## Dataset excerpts

____________________

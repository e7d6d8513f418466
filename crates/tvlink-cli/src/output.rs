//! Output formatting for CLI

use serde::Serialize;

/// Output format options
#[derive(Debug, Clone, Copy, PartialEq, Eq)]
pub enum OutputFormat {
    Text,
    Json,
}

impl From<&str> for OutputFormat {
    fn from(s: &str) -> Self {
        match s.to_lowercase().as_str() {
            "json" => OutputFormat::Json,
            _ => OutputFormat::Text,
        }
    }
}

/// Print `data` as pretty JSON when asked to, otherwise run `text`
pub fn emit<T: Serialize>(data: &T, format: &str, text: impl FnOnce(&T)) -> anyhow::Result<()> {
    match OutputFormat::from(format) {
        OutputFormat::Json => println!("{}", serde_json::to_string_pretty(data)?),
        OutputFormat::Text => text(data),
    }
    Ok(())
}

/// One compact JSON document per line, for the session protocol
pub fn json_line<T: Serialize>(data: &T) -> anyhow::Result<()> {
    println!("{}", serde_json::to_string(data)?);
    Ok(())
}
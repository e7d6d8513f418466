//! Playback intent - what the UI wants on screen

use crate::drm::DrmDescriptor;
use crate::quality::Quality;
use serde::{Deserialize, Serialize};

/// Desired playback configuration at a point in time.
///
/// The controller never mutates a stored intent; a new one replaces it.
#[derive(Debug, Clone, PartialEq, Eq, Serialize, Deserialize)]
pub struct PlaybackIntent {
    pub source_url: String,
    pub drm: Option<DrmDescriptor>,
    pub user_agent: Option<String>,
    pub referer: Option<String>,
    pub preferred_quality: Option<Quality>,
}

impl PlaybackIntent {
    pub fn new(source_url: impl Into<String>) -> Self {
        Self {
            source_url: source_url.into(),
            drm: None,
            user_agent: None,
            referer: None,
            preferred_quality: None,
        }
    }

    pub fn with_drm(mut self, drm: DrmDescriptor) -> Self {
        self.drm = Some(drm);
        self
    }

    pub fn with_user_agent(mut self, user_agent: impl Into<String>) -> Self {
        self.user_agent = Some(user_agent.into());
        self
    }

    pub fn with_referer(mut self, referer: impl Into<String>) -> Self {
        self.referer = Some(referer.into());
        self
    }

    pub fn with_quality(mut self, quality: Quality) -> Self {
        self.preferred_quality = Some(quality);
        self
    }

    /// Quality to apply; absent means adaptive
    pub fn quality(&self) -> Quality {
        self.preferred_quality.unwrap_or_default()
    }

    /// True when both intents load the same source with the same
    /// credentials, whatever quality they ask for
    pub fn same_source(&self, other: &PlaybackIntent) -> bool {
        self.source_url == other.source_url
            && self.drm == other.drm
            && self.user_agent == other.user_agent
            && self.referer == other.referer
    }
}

____________________

Once the records end, copy them all again exactly.

## ANSWER TO THIS EXERCISE
repository e7d6d8513f418466
filename crates/tvlink-cli/src/output.rs
//! Output formatting for CLI

use serde::Serialize;

/// Output format options
#[derive(Debug, Clone, Copy, PartialEq, Eq)]
pub enum OutputFormat {
    Text,
    Json,
}

impl From<&str> for OutputFormat {
    fn from(s: &str) -> Self {
        match s.to_lowercase().as_str() {
            "json" => OutputFormat::Json,
            _ => OutputFormat::Text,
        }
    }
}

/// Print `data` as pretty JSON when asked to, otherwise run `text`
pub fn emit<T: Serialize>(data: &T, format: &str, text: impl FnOnce(&T)) -> anyhow::Result<()> {
    match OutputFormat::from(format) {
        OutputFormat::Json => println!("{}", serde_json::to_string_pretty(data)?),
        OutputFormat::Text => text(data),
    }
    Ok(())
}

/// One compact JSON document per line, for the session protocol
pub fn json_line<T: Serialize>(data: &T) -> anyhow::Result<()> {
    println!("{}", serde_json::to_string(data)?);
    Ok(())
}
repository e7d6d8513f418466
//! Playback intent - what the UI wants on screen

use crate::drm::DrmDescriptor;
use crate::quality::Quality;
use serde::{Deserialize, Serialize};

/// Desired playback configuration at a point in time.
///
/// The controller never mutates a stored intent; a new one replaces it.
#[derive(Debug, Clone, PartialEq, Eq, Serialize, Deserialize)]
pub struct PlaybackIntent {
    pub source_url: String,
    pub drm: Option<DrmDescriptor>,
    pub user_agent: Option<String>,
    pub referer: Option<String>,
    pub preferred_quality: Option<Quality>,
}

impl PlaybackIntent {
    pub fn new(source_url: impl Into<String>) -> Self {
        Self {
            source_url: source_url.into(),
            drm: None,
            user_agent: None,
            referer: None,
            preferred_quality: None,
        }
    }

    pub fn with_drm(mut self, drm: DrmDescriptor) -> Self {
        self.drm = Some(drm);
        self
    }

    pub fn with_user_agent(mut self, user_agent: impl Into<String>) -> Self {
        self.user_agent = Some(user_agent.into());
        self
    }

    pub fn with_referer(mut self, referer: impl Into<String>) -> Self {
        self.referer = Some(referer.into());
        self
    }

    pub fn with_quality(mut self, quality: Quality) -> Self {
        self.preferred_quality = Some(quality);
        self
    }

    /// Quality to apply; absent means adaptive
    pub fn quality(&self) -> Quality {
        self.preferred_quality.unwrap_or_default()
    }

    /// True when both intents load the same source with the same
    /// credentials, whatever quality they ask for
    pub fn same_source(&self, other: &PlaybackIntent) -> bool {
        self.source_url == other.source_url
            && self.drm == other.drm
            && self.user_agent == other.user_agent
            && self.referer == other.referer
    }
}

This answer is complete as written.